Technology Stack
CitadelMesh is intentionally polyglot, choosing the best language and framework for each component. This document explains our technology choices, decision rationale, and when to use each stack.
Stack Overview
graph TB
subgraph "Agent Layer (Python)"
LangGraph[LangGraph]
LangChain[LangChain]
Pydantic[Pydantic]
end
subgraph "Services Layer (.NET)"
Aspire[.NET Aspire]
Orleans[Orleans]
Dapr[Dapr]
SK[Semantic Kernel]
end
subgraph "Frontend (TypeScript)"
React[React]
Next[Next.js]
TailwindCSS[TailwindCSS]
end
subgraph "Infrastructure"
K3s[K3s]
NATS[NATS]
Postgres[PostgreSQL]
Timescale[TimescaleDB]
end
subgraph "Protocols"
Protobuf[Protobuf]
gRPC[gRPC]
CloudEvents[CloudEvents]
end
LangGraph --> Protobuf
Orleans --> Protobuf
React --> gRPC
LangGraph --> NATS
Orleans --> NATS
Python Stack (Agents)
When to Use Python
Best for:
- Agent development (LangGraph, LlamaIndex, AutoGen)
- Rapid iteration and experimentation
- AI/ML integration (Transformers, PyTorch)

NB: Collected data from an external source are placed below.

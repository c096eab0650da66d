//! Transfer configuration.
//!
//! Stored as TOML; every field is optional and falls back to its default:
//!
//! ```toml
//! chunk_size = 65536
//! upload_attempts = -1      # unlimited
//! retry_delay_ms = 2000
//! ```

use std::path::Path;
use std::time::Duration;

use serde::{Deserialize, Serialize};

use crate::retry::{Attempts, RetryPolicy};
use crate::{DEFAULT_CHUNK_SIZE, TransferError};

/// Tunables shared by uploads, downloads and range reads.
#[derive(Debug, Clone, PartialEq, Serialize, Deserialize)]
#[serde(default)]
pub struct TransferConfig {
    /// Bytes per chunk; 0 selects the default.
    pub chunk_size: usize,
    /// Automatic upload retries after transport failures; negative is unlimited.
    pub upload_attempts: i64,
    /// Delay before a retry; negative disables range retries.
    pub retry_delay_ms: i64,
    /// Multiplier applied to the delay for each further retry.
    pub retry_backoff: f64,
    /// Upper bound for the retry delay.
    pub max_retry_delay_ms: u64,
    /// Retry bound for failed range requests; negative is unlimited.
    pub range_attempts: i64,
    /// Value of the `client` form field.
    pub client_id: String,
    /// Value of the `locale` form field.
    pub locale: String,
    pub user_agent: String,
    pub connect_timeout_secs: u64,
}

impl Default for TransferConfig {
    fn default() -> Self {
        Self {
            chunk_size: DEFAULT_CHUNK_SIZE,
            upload_attempts: 3,
            retry_delay_ms: 1000,
            retry_backoff: 2.0,
            max_retry_delay_ms: 30_000,
            range_attempts: -1,
            client_id: "ChomikBox-2.0.8.1".into(),
            locale: "PL".into(),
            user_agent: "Mozilla/5.0".into(),
            connect_timeout_secs: 30,
        }
    }
}

impl TransferConfig {
    /// Loads configuration from a TOML file.
    pub fn load(path: &Path) -> Result<Self, TransferError> {
        let content = std::fs::read_to_string(path)?;
        Self::from_toml_str(&content)
    }

    pub fn from_toml_str(content: &str) -> Result<Self, TransferError> {
        Ok(toml::from_str(content)?)
    }

    /// Builds the HTTP client shared by every transfer component.
    pub fn build_client(&self) -> Result<reqwest::Client, TransferError> {
        Ok(reqwest::Client::builder()
            .user_agent(self.user_agent.clone())
            .connect_timeout(Duration::from_secs(self.connect_timeout_secs))
            .build()?)
    }

    /// Retry policy for whole upload attempts.
    ///
    /// Uploads always retry when attempts remain; a negative delay only
    /// removes the wait between attempts.
    pub fn upload_retry(&self) -> RetryPolicy {
        RetryPolicy {
            attempts: Attempts::from_signed(self.upload_attempts),
            delay: Some(Duration::from_millis(self.retry_delay_ms.max(0) as u64)),
            backoff_factor: self.retry_backoff,
            max_delay: Duration::from_millis(self.max_retry_delay_ms),
        }
    }

    /// Retry policy for single range requests; disabled by a negative delay.
    pub fn range_retry(&self) -> RetryPolicy {
        RetryPolicy {
            backoff_factor: self.retry_backoff,
            max_delay: Duration::from_millis(self.max_retry_delay_ms),
            ..RetryPolicy::from_millis(Attempts::from_signed(self.range_attempts), self.retry_delay_ms)
        }
    }
}
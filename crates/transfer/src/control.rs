//! Seam to the account control API that hands out upload tokens.
//!
//! The control API itself lives outside this crate; anything able to hand
//! out `{key, timestamp, server}` for a folder can drive an [`Uploader`].
//!
//! [`Uploader`]: crate::Uploader

use std::future::Future;
use std::pin::Pin;

use crate::TransferError;
use crate::types::TransferTarget;

/// Opaque upload authorization for one file.
#[derive(Debug, Clone, PartialEq, Eq)]
pub struct UploadToken {
    pub key: String,
    pub timestamp: String,
    /// Ingest server, `host[:port]`.
    pub server: String,
}

/// Source of upload tokens, implemented by the control API client.
pub trait UploadTokenSource: Send + Sync {
    /// Requests a token for uploading `file_name` into `folder_id`.
    fn upload_token<'a>(
        &'a self,
        folder_id: &'a str,
        file_name: &'a str,
    ) -> Pin<Box<dyn Future<Output = Result<UploadToken, TransferError>> + Send + 'a>>;

    /// Extra form fields forwarded verbatim with every upload request.
    fn extra_fields(&self) -> Vec<(String, String)> {
        Vec::new()
    }
}

/// Resolves a token and builds the matching upload target.
pub async fn resolve_target<T: UploadTokenSource + ?Sized>(
    tokens: &T,
    folder_id: &str,
    file_name: &str,
) -> Result<TransferTarget, TransferError> {
    let token = tokens.upload_token(folder_id, file_name).await?;
    tracing::debug!(server = %token.server, folder_id, file_name, "got upload token");
    Ok(tokens
        .extra_fields()
        .iter()
        .fold(
            TransferTarget::upload(&token.server, &token.key, &token.timestamp),
            |target, (name, value)| target.with_field(name, value),
        ))
}
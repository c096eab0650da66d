//! Resumable multipart upload to a Chomikuj ingest server.
//!
//! The whole source goes out as one multipart POST. Chunks are handed to
//! the request task through a channel of capacity 1, so the progress
//! callback for chunk N runs before chunk N+1 is read. Resuming asks the
//! server how many bytes it already holds and sends only the rest.

use std::io;

use bytes::Bytes;
use futures_util::stream;
use reqwest::multipart::{Form, Part};
use reqwest::{Body, Client, StatusCode};
use tokio::sync::mpsc;
use tracing::{debug, info, warn};

use crate::TransferError;
use crate::chunked::ChunkReader;
use crate::config::TransferConfig;
use crate::control::{UploadTokenSource, resolve_target};
use crate::partial::{ByteSource, PartialView, total_len};
use crate::response::{parse_checkpoint_reply, parse_upload_reply};
use crate::retry::RetryPolicy;
use crate::types::{
    ChunkStep, Direction, PauseHandle, Progress, ProgressCallback, TransferOutcome, TransferState,
    TransferTarget, notify,
};

/// Uploads one [`ByteSource`] to a [`TransferTarget`].
///
/// Lifecycle: created, started, paused and resumed any number of times,
/// then finished. A failed upload (retries exhausted or rejected) may be
/// resumed by the caller.
pub struct Uploader<S> {
    client: Client,
    target: TransferTarget,
    name: String,
    source: S,
    state: TransferState,
    pause: PauseHandle,
    callback: Option<ProgressCallback>,
    chunk_size: usize,
    client_id: String,
    locale: String,
    retry: RetryPolicy,
}

impl<S: ByteSource> Uploader<S> {
    /// Creates an uploader; the source length is measured here.
    pub async fn new(
        client: Client,
        target: TransferTarget,
        name: impl Into<String>,
        mut source: S,
        config: &TransferConfig,
    ) -> Result<Self, TransferError> {
        let total = total_len(&mut source).await?;
        Ok(Self {
            client,
            target,
            name: name.into(),
            source,
            state: TransferState::new(total),
            pause: PauseHandle::default(),
            callback: None,
            chunk_size: config.chunk_size,
            client_id: config.client_id.clone(),
            locale: config.locale.clone(),
            retry: config.upload_retry(),
        })
    }

    /// Asks `tokens` for an upload token and builds the uploader from it.
    pub async fn from_token_source<T: UploadTokenSource + ?Sized>(
        client: Client,
        tokens: &T,
        folder_id: &str,
        name: impl Into<String>,
        source: S,
        config: &TransferConfig,
    ) -> Result<Self, TransferError> {
        let name = name.into();
        let target = resolve_target(tokens, folder_id, &name).await?;
        Self::new(client, target, name, source, config).await
    }

    /// Installs the callback invoked after every chunk.
    pub fn on_progress<F>(&mut self, callback: F)
    where
        F: FnMut(&Progress<'_>) + Send + 'static,
    {
        self.callback = Some(Box::new(callback));
    }

    /// Handle for pausing from another task.
    pub fn pause_handle(&self) -> PauseHandle {
        self.pause.clone()
    }

    /// Requests a pause at the next chunk boundary.
    ///
    /// No effect before `start` or after the upload finished.
    pub fn pause(&self) {
        if self.state.started && !self.state.finished {
            self.pause.pause();
        }
    }

    pub fn state(&self) -> &TransferState {
        &self.state
    }

    pub fn name(&self) -> &str {
        &self.name
    }

    pub fn target(&self) -> &TransferTarget {
        &self.target
    }

    /// Gives the source back to the caller.
    pub fn into_source(self) -> S {
        self.source
    }

    /// Uploads the whole source.
    ///
    /// Returns the server-assigned file id, or [`TransferOutcome::Paused`]
    /// when a pause was observed at a chunk boundary.
    pub async fn start(&mut self) -> Result<TransferOutcome<u64>, TransferError> {
        if self.state.finished {
            return Err(TransferError::InvalidState("upload already finished"));
        }
        if self.state.started {
            return Err(TransferError::InvalidState("upload already started"));
        }
        self.state.started = true;
        info!(name = %self.name, size = self.state.total_size, server = %self.target.server(), "starting upload");
        self.drive(false).await
    }

    /// Continues from the server's checkpoint.
    pub async fn resume(&mut self) -> Result<TransferOutcome<u64>, TransferError> {
        if self.state.finished {
            return Err(TransferError::InvalidState("upload already finished"));
        }
        if !self.state.started {
            return Err(TransferError::InvalidState("upload not started"));
        }
        self.pause.clear();
        self.state.paused = false;
        self.state.failed = false;
        info!(name = %self.name, "resuming upload");
        self.drive(true).await
    }

    /// Runs attempts until one finishes, pauses or fails for good.
    ///
    /// Every retry re-queries the checkpoint first.
    async fn drive(
        &mut self,
        mut from_checkpoint: bool,
    ) -> Result<TransferOutcome<u64>, TransferError> {
        let mut retries = 0u32;
        loop {
            let result = match self.checkpoint(from_checkpoint).await {
                Ok(offset) => self.attempt(offset, from_checkpoint).await,
                Err(e) => Err(e),
            };

            match result {
                Ok(TransferOutcome::Finished(file_id)) => {
                    self.state.finish();
                    self.pause.clear();
                    info!(name = %self.name, file_id, "upload finished");
                    return Ok(TransferOutcome::Finished(file_id));
                }
                Ok(TransferOutcome::Paused) => {
                    self.state.paused = true;
                    info!(name = %self.name, bytes = self.state.bytes_transferred, "upload paused");
                    return Ok(TransferOutcome::Paused);
                }
                Err(e) if e.is_retryable() && self.retry.should_retry(retries) => {
                    retries += 1;
                    let delay = self.retry.delay_for_attempt(retries);
                    warn!(name = %self.name, error = %e, attempt = retries, ?delay, "upload attempt failed, retrying");
                    tokio::time::sleep(delay).await;
                    from_checkpoint = true;
                }
                Err(e) => {
                    warn!(name = %self.name, error = %e, "upload failed");
                    self.state.failed = true;
                    return Err(e);
                }
            }
        }
    }

    async fn checkpoint(&mut self, query: bool) -> Result<u64, TransferError> {
        if !query {
            return Ok(0);
        }
        let offset = query_checkpoint(&self.client, &self.target).await?;
        debug!(name = %self.name, offset, "resume checkpoint");
        if offset > self.state.total_size {
            return Err(TransferError::Protocol(format!(
                "checkpoint {offset} beyond source length {}",
                self.state.total_size
            )));
        }
        Ok(offset)
    }

    /// Sends `[offset, total)` as one multipart request.
    async fn attempt(
        &mut self,
        offset: u64,
        resuming: bool,
    ) -> Result<TransferOutcome<u64>, TransferError> {
        let total = self.state.total_size;
        let remaining = total.saturating_sub(offset);

        let (tx, rx) = mpsc::channel::<Result<Bytes, io::Error>>(1);
        let body = Body::wrap_stream(stream::unfold(rx, |mut rx| async move {
            rx.recv().await.map(|item| (item, rx))
        }));
        let form = self.form(offset, resuming, body, remaining)?;
        let request = self.client.post(self.target.url()).multipart(form);
        let url = self.target.url().to_string();
        debug!(name = %self.name, offset, remaining, "sending upload request");

        let view = PartialView::new(&mut self.source, offset).await?;
        let mut reader = ChunkReader::new(view, self.chunk_size);

        let task = tokio::spawn(async move {
            let resp = request.send().await?;
            let status = resp.status();
            let text = resp.text().await?;
            Ok::<(StatusCode, String), reqwest::Error>((status, text))
        });

        loop {
            let chunk = match reader.next_chunk().await {
                Ok(Some(chunk)) => chunk,
                Ok(None) => break,
                Err(e) => {
                    task.abort();
                    return Err(e);
                }
            };
            let end = offset + chunk.offset + chunk.data.len() as u64;
            if tx.send(Ok(chunk.data)).await.is_err() {
                // The request ended early; its own result explains why.
                break;
            }
            self.state.advance_to(end);
            let step = notify(
                &mut self.callback,
                &self.name,
                Direction::Upload,
                &self.state,
                &self.pause,
            );
            if step == ChunkStep::Pause && end < total {
                task.abort();
                return Ok(TransferOutcome::Paused);
            }
        }
        drop(tx);

        let (status, text) = match task.await {
            Ok(result) => result?,
            Err(e) => return Err(TransferError::Protocol(format!("upload task failed: {e}"))),
        };
        if !status.is_success() {
            return Err(TransferError::Status {
                status: status.as_u16(),
                url,
            });
        }
        parse_upload_reply(&text).map(TransferOutcome::Finished)
    }

    fn form(
        &self,
        offset: u64,
        resuming: bool,
        body: Body,
        remaining: u64,
    ) -> Result<Form, TransferError> {
        let mut form = self
            .target
            .extra_fields()
            .iter()
            .fold(Form::new(), |form, (k, v)| form.text(k.clone(), v.clone()))
            .text("key", self.target.upload_key().to_string())
            .text("time", self.target.timestamp().to_string())
            .text("client", self.client_id.clone())
            .text("locale", self.locale.clone());
        if resuming {
            form = form.text("resume_from", offset.to_string());
        }
        let file = Part::stream_with_length(body, remaining)
            .file_name(self.name.clone())
            .mime_str("application/octet-stream")?;
        Ok(form.part("file", file))
    }
}

/// Asks the ingest server how many bytes of this upload it already holds.
async fn query_checkpoint(client: &Client, target: &TransferTarget) -> Result<u64, TransferError> {
    let url = target.checkpoint_url();
    let resp = client
        .get(&url)
        .query(&[("key", target.upload_key())])
        .send()
        .await?;
    let status = resp.status();
    if !status.is_success() {
        return Err(TransferError::Status {
            status: status.as_u16(),
            url,
        });
    }
    parse_checkpoint_reply(&resp.text().await?)
}

impl<S> std::fmt::Debug for Uploader<S> {
    fn fmt(&self, f: &mut std::fmt::Formatter<'_>) -> std::fmt::Result {
        f.debug_struct("Uploader")
            .field("name", &self.name)
            .field("target", &self.target)
            .field("state", &self.state)
            .finish_non_exhaustive()
    }
}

- Protocol adapters with vendor SDKs
Not ideal for:
- High-throughput stateful services
- Low-latency requirements (< 5ms)
- Large-scale parallel processing
Core Libraries
LangGraph
Purpose: Deterministic agent state machines
from langgraph.graph import StateGraph, END
from typing import TypedDict
class AgentState(TypedDict):
messages: List[str]
next_action: str
workflow = StateGraph(AgentState)
workflow.add_node("process", process_node)

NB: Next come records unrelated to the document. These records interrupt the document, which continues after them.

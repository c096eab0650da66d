use bytes::{Bytes, BytesMut};
use futures_util::{Stream, StreamExt};
use tokio::io::{AsyncRead, AsyncReadExt};

use crate::{DEFAULT_CHUNK_SIZE, TransferError};

/// A chunk of transfer data.
#[derive(Debug, Clone, PartialEq, Eq)]
pub struct Chunk {
    /// Byte offset within the reader's own frame.
    pub offset: u64,
    /// Raw chunk data.
    pub data: Bytes,
}

// ---------------------------------------------------------------------------
// ChunkReader
// ---------------------------------------------------------------------------

/// Reads a source in fixed-size chunks.
///
/// Every chunk except the last is exactly `chunk_size` bytes, even when the
/// underlying reader returns short reads.
pub struct ChunkReader<R> {
    reader: R,
    chunk_size: usize,
    offset: u64,
}

impl<R: AsyncRead + Unpin> ChunkReader<R> {
    /// Wraps `reader`. If `chunk_size` is 0, [`DEFAULT_CHUNK_SIZE`] is used.
    pub fn new(reader: R, chunk_size: usize) -> Self {
        Self {
            reader,
            chunk_size: effective_chunk_size(chunk_size),
            offset: 0,
        }
    }

    /// Reads the next chunk. Returns `None` at EOF.
    pub async fn next_chunk(&mut self) -> Result<Option<Chunk>, TransferError> {
        let mut buf = BytesMut::zeroed(self.chunk_size);
        let mut filled = 0;
        while filled < buf.len() {
            let n = self.reader.read(&mut buf[filled..]).await?;
            if n == 0 {
                break;
            }
            filled += n;
        }
        if filled == 0 {
            return Ok(None);
        }
        buf.truncate(filled);

        let chunk = Chunk {
            offset: self.offset,
            data: buf.freeze(),
        };
        self.offset += filled as u64;
        Ok(Some(chunk))
    }

    /// Bytes read so far.
    pub fn offset(&self) -> u64 {
        self.offset
    }
}

// ---------------------------------------------------------------------------
// Rechunker
// ---------------------------------------------------------------------------

/// Regroups a byte stream with arbitrary frame sizes into fixed-size chunks.
pub struct Rechunker<St> {
    stream: St,
    chunk_size: usize,
    pending: BytesMut,
    done: bool,
}

impl<St, E> Rechunker<St>
where
    St: Stream<Item = Result<Bytes, E>> + Unpin,
{
    pub fn new(stream: St, chunk_size: usize) -> Self {
        Self {
            stream,
            chunk_size: effective_chunk_size(chunk_size),
            pending: BytesMut::new(),
            done: false,
        }
    }

    /// Returns the next full chunk, or the remainder once the stream ends.
    pub async fn next_chunk(&mut self) -> Result<Option<Bytes>, E> {
        while !self.done && self.pending.len() < self.chunk_size {
            match self.stream.next().await {
                Some(frame) => self.pending.extend_from_slice(&frame?),
                None => self.done = true,
            }
        }
        if self.pending.is_empty() {
            return Ok(None);
        }
        let take = self.pending.len().min(self.chunk_size);
        Ok(Some(self.pending.split_to(take).freeze()))
    }
}

fn effective_chunk_size(chunk_size: usize) -> usize {
    if chunk_size == 0 {
        DEFAULT_CHUNK_SIZE
    } else {
        chunk_size
    }
}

workflow.add_node("decide", decide_node)
workflow.set_entry_point("process")
workflow.add_edge("process", "decide")
workflow.add_edge("decide", END)
graph = workflow.compile()
Why LangGraph:
- Deterministic execution (replayable)
- Built-in checkpointing
- Human-in-the-loop support
- Excellent OpenTelemetry integration
Pydantic
Purpose: Data validation and serialization
from pydantic import BaseModel, Field
class Command(BaseModel):
id: str = Field(..., min_length=26, max_length=26) # ULID
target_id: str
action: str
params: dict[str, str] = {}
priority: int = Field(default=2, ge=0, le=4)
# Automatic validation
command = Command(id=ulid(), target_id="door.lobby", action="unlock")
NATS.py
Purpose: Event bus client
import nats
from nats.js import JetStreamContext
nc = await nats.connect("nats://nats.citadel.svc:4222")
js = nc.jetstream()
# Publish event
await js.publish("telemetry.canonical.building_a", event_data)
# Subscribe to stream
sub = await js.pull_subscribe("telemetry.>", "agent-consumer")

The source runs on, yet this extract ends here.